Congress yesterday passed a $2.6 trillion budget resolution for fiscal 2006 after the House reached a deal with Senate negotiators to shave $10 billion from Medicaid.
The budget virtually freezes domestic spending at $391 billion, with $33 billion going to homeland security, and will hold military spending to $420 billion. It reduces future increases in automatic spending by nearly $35 billion over five years, including the $10 billion reduction in Medicaid that would come over that last four years.
In exchange for the Medicaid cuts, negotiators agreed to create a bipartisan commission, with members appointed by President Bush, to find ways to eliminate fraud and abuse in the state reimbursement component of Medicaid.
The House voted 214-211 early in the evening, with the Senate passing it 52-47 a few hours later.
Republicans said the budget showed significant spending restraint. “This will be the first budget to cut or freeze nondefense discretionary spending since Ronald Reagan,” said Rep. Jim Nussle, Iowa Republican and House Budget Committee chairman.
President Bush praised the House vote. “This is a responsible budget that reins in spending to limits not seen in years,” he said.
Most House Democrats opposed the budget and complained they had only three hours to review the proposal before it came to the floor for a vote.
“This budget is an assault on our values,” said House Minority Leader Nancy Pelosi, California Democrat, adding that it would “pass mountains of debt onto our children and grandchildren.”
“My great concern is the explosion of debt that goes up $600 billion a year, what seems to me to be a reckless way to proceed,” said Sen. Kent Conrad of North Dakota, the ranking Democrat on the budget committee.
The budget includes up to $106 billion in tax cuts over five years, and offers a path to approve drilling for oil in the Arctic National Wildlife Refuge. Final action on ANWR drilling will come later this year, when the two chambers produce a budget reconciliation measure.
Senate Republican leaders originally wanted to save $14 billion to $15 billion from Medicaid over the next five years, but centrist Republicans joined all Senate Democrats in a 52-48 vote in February to eliminate those savings. Instead, they proposed the commission.
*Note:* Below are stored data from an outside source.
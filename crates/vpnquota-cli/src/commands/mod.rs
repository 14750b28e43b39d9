//! CLI commands module
//!
//! Contains all CLI command implementations.

pub mod config;
pub mod device;
pub mod history;
pub mod reward;
pub mod status;
pub mod sync;
pub mod watch;

use std::sync::Arc;

use anyhow::Result;

use crate::output::OutputFormat;
use vpnquota_core::services::usage::{
    device_id, ByteCounterSource, EventSink, HttpUsageClient, KvUsageStateStore, LogEventSink,
    ProcNetDevCounter, SqliteKvStore, StopReason, SyncHistoryStore, SystemClock, TunnelControl,
};
use vpnquota_core::{AppConfig, Database, SchedulerConfig, SyncScheduler, UsageContext};

/// Shared context for all commands
pub struct Context {
    pub config: AppConfig,
    pub db: Database,
    pub format: OutputFormat,
    pub quiet: bool,
}

impl Context {
    pub fn kv(&self) -> Arc<SqliteKvStore> {
        Arc::new(SqliteKvStore::new(self.db.pool.clone()))
    }

    pub fn state_store(&self) -> Arc<KvUsageStateStore> {
        Arc::new(KvUsageStateStore::new(self.kv()))
    }

    pub fn history(&self) -> SyncHistoryStore {
        SyncHistoryStore::new(self.db.pool.clone())
    }

    pub async fn device_id(&self) -> Result<String> {
        Ok(device_id(self.kv().as_ref()).await?)
    }

    /// Accounting client; fails when no server is configured
    pub fn client(&self) -> Result<Arc<HttpUsageClient>> {
        self.config.require_remote()?;
        Ok(Arc::new(HttpUsageClient::from_config(&self.config)?))
    }

    /// Wire a scheduler against the configured server and this database
    pub async fn scheduler(
        &self,
        events: Arc<dyn EventSink>,
        tunnel: Arc<dyn TunnelControl>,
        counters: Arc<dyn ByteCounterSource>,
    ) -> Result<SyncScheduler> {
        let ctx = UsageContext {
            device_id: self.device_id().await?,
            client: self.client()?,
            store: self.state_store(),
            history: Some(self.history()),
            events,
            tunnel,
            counters,
            clock: Arc::new(SystemClock),
        };
        Ok(SyncScheduler::new(ctx, SchedulerConfig::from(&self.config)))
    }

    /// Scheduler for one-shot commands that never run a tunnel
    pub async fn detached_scheduler(&self) -> Result<SyncScheduler> {
        self.scheduler(
            Arc::new(LogEventSink),
            Arc::new(NoTunnel),
            Arc::new(ProcNetDevCounter::new()),
        )
        .await
    }
}

/// Tunnel control for commands with no tunnel to stop
struct NoTunnel;

impl TunnelControl for NoTunnel {
    fn stop_tunnel(&self, reason: StopReason) {
        log::debug!("[cli] No tunnel to stop ({})", reason);
    }
}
The commission is expected to offer its initial report to Congress in early September and then spend another 13 months compiling a list of comprehensive recommended reforms. That compromise won the support of centrist Republicans, including Sen. Gordon H. Smith of Oregon.
“It was made clear to me that a minimum of $10 billion [in Medicaid savings] was necessary to get a budget,” he said. “I would have preferred $5 billion, but it is important to remember that the budget is just a number.”
Mr. Smith said Medicaid savings could be adjusted in future years as appropriations committees work to contain spending within the budget’s recommendations.